The DEC Plans are each administered by a committee appointed by the board of
directors. Any employee who has an annual base salary of at least $100,000 or
who had an annual base salary of at least $100,000 in the prior year and
directors may elect to participate in the DEC Plans. A participant's annual
base salary includes all cash compensation excluding bonuses, commissions,
employee benefits, stock options, relocation expenses, incentive payments,
non-monetary awards, automobile and other allowances. Participants in the DEC
Plans may defer up to 50% of their annual base salary and commissions and/or
up to 100% of their annual bonus payments. Benefits accrued under the DEC
Plans will be paid to all participants, other than participants who have
voluntarily resigned their positions, in the form of a lifetime annuity issued
by a life insurance company. DEC Plan benefits accrue through retirement so
long as the participant remains employed by our company. Participants who
voluntarily resign prior to retirement will be paid all of their vested
benefits under the DEC Plans. If the Company terminates the DEC Plans, the
Company may elect to pay participants in a lump sum, or in a lifetime annuity.

                                      131


                       IMPERIAL CREDIT INDUSTRIES, INC.

            NOTES TO CONSOLIDATED FINANCIAL STATEMENTS--(Continued)


   Deferred compensation contributed to DEC Plan 1 is invested in the
Company's common stock. In 1999 the Company matched contributions to the DEC
Plan 1, to be paid in our common stock, on a dollar-for-dollar basis up to
$50,000 per participant. The Company ceased matching contributions in 2000.
The Company also reserves the right to make discretionary matches, to be paid
in its common stock, in any year. Matching contributions vest 50% a year,
commencing one year from the date of the matching contribution. Matching
contributions vest completely if a participating employee retires, becomes
permanently disabled, or dies.

   Deferred compensation contributed to DEC Plan 2 may be invested in certain
mutual and money market funds. The Company will not make matching
contributions to the DEC Plan 2. All DEC Plan 2 contributions are completely
vested immediately. The Company incurred $1.1 million and $1.5 million in
expense for matching contributions to DEC Plan 1 during the years ended
December 31, 2000 and 1999, respectively. DEC Plan 1 owned a total of 826,509
and 852,072 shares of ICII common stock at December 31, 2000 and 1999.
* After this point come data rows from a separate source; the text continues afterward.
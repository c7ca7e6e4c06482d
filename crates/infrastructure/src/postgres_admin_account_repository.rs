//! PostgreSQL-backed administrator account repository.

use async_trait::async_trait;
use sqlx::PgPool;

use portal_application::{AdminAccountRecord, AdminAccountRepository, NewAdminAccount};
use portal_core::{AppError, AppResult, WoredaId};

/// PostgreSQL implementation of the administrator account port.
#[derive(Clone)]
pub struct PostgresAdminAccountRepository {
    pool: PgPool,
}

impl PostgresAdminAccountRepository {
    /// Creates a repository with the provided connection pool.
    #[must_use]
    pub fn new(pool: PgPool) -> Self {
        Self { pool }
    }
}

#[async_trait]
impl AdminAccountRepository for PostgresAdminAccountRepository {
    async fn find_by_email(&self, email: &str) -> AppResult<Option<AdminAccountRecord>> {
        let row = sqlx::query_as::<_, AccountRow>(
            r#"
            SELECT id, email, display_name, password_hash, woreda_id, created_at
            FROM admin_accounts
            WHERE LOWER(email) = LOWER($1)
            "#,
        )
        .bind(email)
        .fetch_optional(&self.pool)
        .await
        .map_err(|error| AppError::Internal(format!("failed to load admin account: {error}")))?;

        row.map(AdminAccountRecord::try_from).transpose()
    }

    async fn insert(
        &self,
        account: &NewAdminAccount,
        password_hash: &str,
    ) -> AppResult<AdminAccountRecord> {
        let row = sqlx::query_as::<_, AccountRow>(
            r#"
            INSERT INTO admin_accounts (email, display_name, password_hash, woreda_id)
            VALUES ($1, $2, $3, $4)
            RETURNING id, email, display_name, password_hash, woreda_id, created_at
            "#,
        )
        .bind(&account.email)
        .bind(&account.display_name)
        .bind(password_hash)
        .bind(account.woreda_id.as_str())
        .fetch_one(&self.pool)
        .await
        .map_err(|error| AppError::Internal(format!("failed to insert admin account: {error}")))?;

        row.try_into()
    }
}

#[derive(sqlx::FromRow)]
struct AccountRow {
    id: uuid::Uuid,
    email: String,
    display_name: String,
    password_hash: String,
    woreda_id: String,
    created_at: chrono::DateTime<chrono::Utc>,
}

impl TryFrom<AccountRow> for AdminAccountRecord {
    type Error = AppError;

    fn try_from(row: AccountRow) -> Result<Self, Self::Error> {
        Ok(Self {
            id: row.id,
            email: row.email,
            display_name: row.display_name,
            password_hash: row.password_hash,
            woreda_id: WoredaId::new(row.woreda_id)?,
            created_at: row.created_at,
        })
    }
}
25. Executive Compensation

 Employment Agreements

   On January 1, 1997, the Company entered into a five-year employment
contracts with H. Wayne Snavely, Chairman of the Board, President and Chief
Executive Officer, which provide for minimum annual aggregate compensation of
$450,000, subject to adjustment for inflation, plus an annual bonus approved
by the Company's Board of the Directors based on the attainment of performance
objectives, including the Company's return on equity, income per share and
increase in the price of the Company's common stock.

 Termination Agreements

   In January 1999, we entered into individual termination agreements with our
Chief Executive Officer, Chief Financial Officer and General Counsel. The
agreements provide for severance payments to these senior executives in the
event of a change in control of the Company (as defined in the agreements) and
their voluntary departures at the end of one year or the termination of any
one of these senior executives within three years of the change in control for
any reason. The senior executives will receive a lump sum payment of three
times their respective base salaries and their highest bonus earned in any of
the last three fiscal years preceding the change in control and a percentage
of their respective bonuses for the year in which the change of control
occurs. The recapitalization transactions to be completed pursuant to the
Master Recapitalization Agreement described in their proxy statement will
constitute a change in control under the foregoing definition.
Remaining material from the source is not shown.